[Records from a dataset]
//! Proxy instances
//!
//! A proxy instance is raw storage of its class layout plus write-once slots
//! for the delegate and creational context. The slots are filled after
//! allocation, so a proxy is usable before any initializer logic runs.

use covey_sdk::{CreationalContext, Instance, RealizedProxyClass};
use once_cell::sync::OnceCell;
use std::alloc::{alloc_zeroed, dealloc, Layout, LayoutError};
use std::fmt;
use std::ptr::NonNull;
use std::sync::Arc;
use thiserror::Error;

/// How a proxy instance was allocated
#[derive(Debug, Clone, Copy, PartialEq, Eq)]
pub enum AllocationRoute {
    /// Zeroed storage; the initializer never ran
    Uninitialized,
    /// Storage written by the class's no-argument initializer
    Constructor,
}

/// Errors raised while allocating proxy storage
#[derive(Debug, Error)]
pub enum AllocationError {
    /// The class layout is not a valid allocator layout
    #[error("Invalid instance layout: {0}")]
    InvalidLayout(#[from] LayoutError),

    /// The allocator returned null
    #[error("Out of memory allocating {size} bytes")]
    OutOfMemory {
        /// Requested size in bytes
        size: usize,
    },
}

/// Heap storage for one proxy instance
pub struct ProxyStorage {
    ptr: NonNull<u8>,
    layout: Layout,
}

// Storage is exclusively owned and only read through shared references once built.
unsafe impl Send for ProxyStorage {}
unsafe impl Sync for ProxyStorage {}

impl ProxyStorage {
    /// Allocate zeroed storage for `layout`
    pub fn zeroed(layout: Layout) -> Result<Self, AllocationError> {
        if layout.size() == 0 {
            return Ok(Self {
                ptr: NonNull::dangling(),
                layout,
            });
        }

        let ptr = unsafe { alloc_zeroed(layout) };
        let ptr = NonNull::new(ptr).ok_or(AllocationError::OutOfMemory {
            size: layout.size(),
        })?;
        Ok(Self { ptr, layout })
    }

    /// Storage layout
    pub fn layout(&self) -> Layout {
        self.layout
    }

    /// View the storage as bytes
    pub fn as_bytes(&self) -> &[u8] {
        unsafe { std::slice::from_raw_parts(self.ptr.as_ptr(), self.layout.size()) }
    }

    fn as_bytes_mut(&mut self) -> &mut [u8] {
        unsafe { std::slice::from_raw_parts_mut(self.ptr.as_ptr(), self.layout.size()) }
    }
}

impl Drop for ProxyStorage {
    fn drop(&mut self) {
        if self.layout.size() != 0 {
            unsafe { dealloc(self.ptr.as_ptr(), self.layout) };
        }
    }
}

impl fmt::Debug for ProxyStorage {
    fn fmt(&self, f: &mut fmt::Formatter<'_>) -> fmt::Result {
        f.debug_struct("ProxyStorage")
            .field("size", &self.layout.size())
            .field("align", &self.layout.align())
            .finish()
    }
}

/// An instance of a realized proxy class
pub struct ProxyObject {
    class: RealizedProxyClass,
    storage: ProxyStorage,
    route: AllocationRoute,
    delegate: OnceCell<Instance>,
    context: OnceCell<Arc<CreationalContext>>,
}

impl ProxyObject {
    /// Allocate an instance of `class` using the given route
    pub(crate) fn allocate(
        class: &RealizedProxyClass,
        route: AllocationRoute,
    ) -> Result<Self, AllocationError> {
        let layout = class.layout().to_layout()?;
        let mut storage = ProxyStorage::zeroed(layout)?;

        if route == AllocationRoute::Constructor {
            let initializer = class.initializer();
            storage.as_bytes_mut()[..initializer.len()].copy_from_slice(initializer);
        }

        Ok(Self {
            class: class.clone(),
            storage,
            route,
            delegate: OnceCell::new(),
            context: OnceCell::new(),
        })
    }

    /// The proxy's class
    pub fn class(&self) -> &RealizedProxyClass {
        &self.class
    }

    /// Instance storage
    pub fn storage(&self) -> &ProxyStorage {
        &self.storage
    }

    /// How this instance was allocated
    pub fn route(&self) -> AllocationRoute {
        self.route
    }

    /// Set the object calls are forwarded to; returns `false` if already set
    pub fn bind_delegate(&self, delegate: Instance) -> bool {
        self.delegate.set(delegate).is_ok()
    }

    /// The object calls are forwarded to
    pub fn delegate(&self) -> Option<&Instance> {
        self.delegate.get()
    }

    /// Set the creational context; returns `false` if already set
    pub fn bind_context(&self, context: Arc<CreationalContext>) -> bool {
        self.context.set(context).is_ok()
    }

    /// The creational context the proxy was created under
    pub fn context(&self) -> Option<&Arc<CreationalContext>> {
        self.context.get()
    }
}

impl fmt::Debug for ProxyObject {
    fn fmt(&self, f: &mut fmt::Formatter<'_>) -> fmt::Result {
        f.debug_struct("ProxyObject")
            .field("class", &self.class.name())
            .field("route", &self.route)
            .field("has_delegate", &self.delegate.get().is_some())
            .finish()
    }
}

/// Result of asking for a dependent-scope wrapper
#[derive(Debug, Clone)]
pub enum DependentWrapper {
    /// The bean has no interceptors or decorators; use the raw instance
    Unproxied,
    /// The wrapper to hand out in place of the raw instance
    Proxied(Instance),
}

impl DependentWrapper {
    /// Check if a wrapper was created
    pub fn is_proxy(&self) -> bool {
        matches!(self, DependentWrapper::Proxied(_))
    }
}

/// Check if an instance is a proxy object
pub fn is_proxy(instance: &Instance) -> bool {
    instance.downcast_ref::<ProxyObject>().is_some()
}

/// Get the delegate of a proxy, or the instance itself if it is not a proxy
pub fn unwrap_delegate(instance: &Instance) -> Instance {
    instance
        .downcast_ref::<ProxyObject>()
        .and_then(|proxy| proxy.delegate().cloned())
        .unwrap_or_else(|| Arc::clone(instance))
}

**Exercise aim:**
Copy out each line carrying the string "AllocationError" from the data.

**Task answer:**
pub enum AllocationError {
    pub fn zeroed(layout: Layout) -> Result<Self, AllocationError> {
        let ptr = NonNull::new(ptr).ok_or(AllocationError::OutOfMemory {
    ) -> Result<Self, AllocationError> {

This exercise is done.